In April 1995, the Keating Government agreed in principle with the Australian Capital Territory (ACT) Government to exchange certain sites of land within the ACT to facilitate the building of the National Museum. In July 1995, a feasibility study was undertaken for the demolition and clearance of the buildings on Acton Peninsula. On 4 August 1995, the ACT Cabinet approved a submission recommending the implosion method of demolition. On Friday 13 December 1996, the Prime Minister, John Howard, announced the design work on Acton Peninsula for the National Museum would begin immediately. The next day, a fence was erected around the site.

The demolition of the Canberra Hospital by way of implosion was billed as a spectator event by the ACT Government. For this event, over 100,000 people, one of the largest crowds in Canberra's history, were in attendance.
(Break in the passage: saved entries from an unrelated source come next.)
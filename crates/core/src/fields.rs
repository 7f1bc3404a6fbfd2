//! Closed set of intake form controls.
//!
//! Every control the library reads or writes has a [`FieldId`]. Each id knows its default
//! host control id (the element id in the rendered form), the field name the backend
//! uses in submitted data and validation errors, and the [`FieldKind`] that decides how
//! the control is cleared and whether hydrated values need date reformatting.

use serde::{Deserialize, Serialize};

/// How a control holds its value.
#[derive(Clone, Copy, Debug, PartialEq, Eq, Serialize, Deserialize)]
#[serde(rename_all = "snake_case")]
pub enum FieldKind {
    Text,
    Checkbox,
    Select,
    Date,
}

#[derive(Clone, Copy, Debug, PartialEq, Eq, PartialOrd, Ord, Hash, Serialize, Deserialize)]
#[serde(rename_all = "snake_case")]
pub enum FieldId {
    // Governed by the rule engine.
    NationalId,
    ForeignId,
    Passport,
    Occupation,
    PartnerName,
    TempGuardianId,
    UseMotherAsGuardian,
    MotherNationalId,
    DeathDate,
    // Status flags.
    Newborn,
    Foreign,
    Deceased,
    // Hydrated only.
    Name,
    PaternalSurname,
    MaternalSurname,
    BirthDate,
    Sex,
    MaritalStatus,
    FatherNames,
    MotherNames,
    Address,
    Phone1,
    Phone2,
    LegalRepresentative,
    SocialName,
    Commune,
    HealthPlan,
    User,
    RecordNumber,
    PatientCode,
}

impl FieldId {
    /// Fields whose enabled/required state depends on the patient flags.
    pub const GOVERNED: [FieldId; 9] = [
        FieldId::NationalId,
        FieldId::ForeignId,
        FieldId::Passport,
        FieldId::Occupation,
        FieldId::PartnerName,
        FieldId::TempGuardianId,
        FieldId::UseMotherAsGuardian,
        FieldId::MotherNationalId,
        FieldId::DeathDate,
    ];

    /// Checkboxes the patient flags are read from.
    pub const FLAGS: [FieldId; 3] = [FieldId::Newborn, FieldId::Foreign, FieldId::Deceased];

    pub const ALL: [FieldId; 30] = [
        FieldId::NationalId,
        FieldId::ForeignId,
        FieldId::Passport,
        FieldId::Occupation,
        FieldId::PartnerName,
        FieldId::TempGuardianId,
        FieldId::UseMotherAsGuardian,
        FieldId::MotherNationalId,
        FieldId::DeathDate,
        FieldId::Newborn,
        FieldId::Foreign,
        FieldId::Deceased,
        FieldId::Name,
        FieldId::PaternalSurname,
        FieldId::MaternalSurname,
        FieldId::BirthDate,
        FieldId::Sex,
        FieldId::MaritalStatus,
        FieldId::FatherNames,
        FieldId::MotherNames,
        FieldId::Address,
        FieldId::Phone1,
        FieldId::Phone2,
        FieldId::LegalRepresentative,
        FieldId::SocialName,
        FieldId::Commune,
        FieldId::HealthPlan,
        FieldId::User,
        FieldId::RecordNumber,
        FieldId::PatientCode,
    ];

    /// Element id of the control in the stock intake template.
    pub fn default_control_id(self) -> &'static str {
        match self {
            FieldId::NationalId => "id_rut",
            FieldId::ForeignId => "nie_paciente",
            FieldId::Passport => "pasaporte_paciente",
            FieldId::Occupation => "ocupacion_paciente",
            FieldId::PartnerName => "nombre_pareja_paciente",
            FieldId::TempGuardianId => "rut_responsable_temporal_paciente",
            FieldId::UseMotherAsGuardian => "usar_rut_madre_como_responsable_paciente",
            FieldId::MotherNationalId => "id_rut_madre",
            FieldId::DeathDate => "fecha_fallecimiento_paciente",
            FieldId::Newborn => "recien_nacido_paciente",
            FieldId::Foreign => "extranjero_paciente",
            FieldId::Deceased => "fallecido_paciente",
            FieldId::Name => "nombre_paciente",
            FieldId::PaternalSurname => "apellido_paterno_paciente",
            FieldId::MaternalSurname => "apellido_materno_paciente",
            FieldId::BirthDate => "id_fecha_nacimiento",
            FieldId::Sex => "sexo_paciente",
            FieldId::MaritalStatus => "estado_civil_paciente",
            FieldId::FatherNames => "nombres_padre_paciente",
            FieldId::MotherNames => "nombres_madre_paciente",
            FieldId::Address => "direccion_paciente",
            FieldId::Phone1 => "numero_telefono1_paciente",
            FieldId::Phone2 => "numero_telefono2_paciente",
            FieldId::LegalRepresentative => "representante_legal_paciente",
            FieldId::SocialName => "nombre_social_paciente",
            FieldId::Commune => "comuna_paciente",
            FieldId::HealthPlan => "prevision_paciente",
            FieldId::User => "usuario_paciente",
            FieldId::RecordNumber => "id_ficha",
            FieldId::PatientCode => "id_codigo",
        }
    }

    /// Name of the field in submitted form data and server-side error maps.
    pub fn form_name(self) -> &'static str {
        match self {
            FieldId::NationalId => "rut",
            FieldId::ForeignId => "nie",
            FieldId::Passport => "pasaporte",
            FieldId::Occupation => "ocupacion",
            FieldId::PartnerName => "nombre_pareja",
            FieldId::TempGuardianId => "rut_responsable_temporal",
            FieldId::UseMotherAsGuardian => "usar_rut_madre_como_responsable",
            FieldId::MotherNationalId => "rut_madre",
            FieldId::DeathDate => "fecha_fallecimiento",
            FieldId::Newborn => "recien_nacido",
            FieldId::Foreign => "extranjero",
            FieldId::Deceased => "fallecido",
            FieldId::Name => "nombre",
            FieldId::PaternalSurname => "apellido_paterno",
            FieldId::MaternalSurname => "apellido_materno",
            FieldId::BirthDate => "fecha_nacimiento",
            FieldId::Sex => "sexo",
            FieldId::MaritalStatus => "estado_civil",
            FieldId::FatherNames => "nombres_padre",
            FieldId::MotherNames => "nombres_madre",
            FieldId::Address => "direccion",
            FieldId::Phone1 => "numero_telefono1",
            FieldId::Phone2 => "numero_telefono2",
            FieldId::LegalRepresentative => "representante_legal",
            FieldId::SocialName => "nombre_social",
            FieldId::Commune => "comuna",
            FieldId::HealthPlan => "prevision",
            FieldId::User => "usuario",
            FieldId::RecordNumber => "ficha",
            FieldId::PatientCode => "codigo",
        }
    }

    pub fn kind(self) -> FieldKind {
        match self {
            FieldId::UseMotherAsGuardian
            | FieldId::Newborn
            | FieldId::Foreign
            | FieldId::Deceased => FieldKind::Checkbox,
            FieldId::DeathDate | FieldId::BirthDate => FieldKind::Date,
            FieldId::Sex
            | FieldId::MaritalStatus
            | FieldId::Commune
            | FieldId::HealthPlan
            | FieldId::User
            | FieldId::RecordNumber
            | FieldId::PatientCode => FieldKind::Select,
            _ => FieldKind::Text,
        }
    }

    pub fn is_flag(self) -> bool {
        Self::FLAGS.contains(&self)
    }

    pub fn from_form_name(name: &str) -> Option<Self> {
        Self::ALL.into_iter().find(|f| f.form_name() == name)
    }
}

impl std::fmt::Display for FieldId {
    fn fmt(&self, f: &mut std::fmt::Formatter<'_>) -> std::fmt::Result {
        f.write_str(self.form_name())
    }
}

#[cfg(test)]
mod tests {
    use super::*;
    use std::collections::HashSet;

    #[test]
    fn control_ids_and_form_names_are_unique() {
        let ids: HashSet<_> = FieldId::ALL.iter().map(|f| f.default_control_id()).collect();
        let names: HashSet<_> = FieldId::ALL.iter().map(|f| f.form_name()).collect();
        assert_eq!(ids.len(), FieldId::ALL.len());
        assert_eq!(names.len(), FieldId::ALL.len());
    }

    #[test]
    fn from_form_name_finds_every_field() {
        for field in FieldId::ALL {
            assert_eq!(FieldId::from_form_name(field.form_name()), Some(field));
        }
        assert_eq!(FieldId::from_form_name("no_such_field"), None);
    }

    #[test]
    fn flags_are_checkboxes() {
        for flag in FieldId::FLAGS {
            assert_eq!(flag.kind(), FieldKind::Checkbox);
            assert!(flag.is_flag());
        }
        assert!(!FieldId::NationalId.is_flag());
    }

    #[test]
    fn date_fields_are_marked() {
        assert_eq!(FieldId::DeathDate.kind(), FieldKind::Date);
        assert_eq!(FieldId::BirthDate.kind(), FieldKind::Date);
        assert_eq!(FieldId::Passport.kind(), FieldKind::Text);
    }
}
The implosion of the Royal Canberra Hospital was a disaster, with large pieces of debris reaching spectators situated 500 metres away on the opposite side of the lake at a designated safe viewing location. A twelve-year-old girl, Katie Bender, was killed instantly, and nine other people were injured. Large fragments of masonry and metal were found up to one kilometre from the demolition site. The main building did not fully disintegrate and was manually demolished afterwards.

==Aftermath==
The ACT Government led by Chief Minister Kate Carnell was subject to sustained criticism, and a number of official inquiries were held. Some people complained the event should never have been made a public spectacle, as they felt this was inviting disaster. Carnell gave her full approval to promote the implosion as a public event, drawing a near-record Canberra crowd.

ACT Work Cover is the authority responsible for administering, implementing and enforcing legislation in the Australian Capital Territory covering occupational health and safety (OH&S), workers' compensation, dangerous substances and labour regulation. The coroner found that the authority did not follow established safety processes. It failed to ensure that the explosive workplan required by the ACT Demolition Code of Practice was met. It also failed to scrutinise departures from the original demolition workplans and to issue appropriate prohibition notices in accordance with the OH&S Act to ensure the methodology was safe, not only to the workplace employees but also to the public.

The ACT Government has since carried out two bridge implosions without prior notice, as part of the Gungahlin Drive Extension project. The first one was carried out in 2008, and the second one was carried out in 2010 at an early hour of a Saturday morning with a 1 km exclusion zone.

== In popular culture ==
The implosions were featured in news reel footage in the film Joe Cinque's Consolation (2016).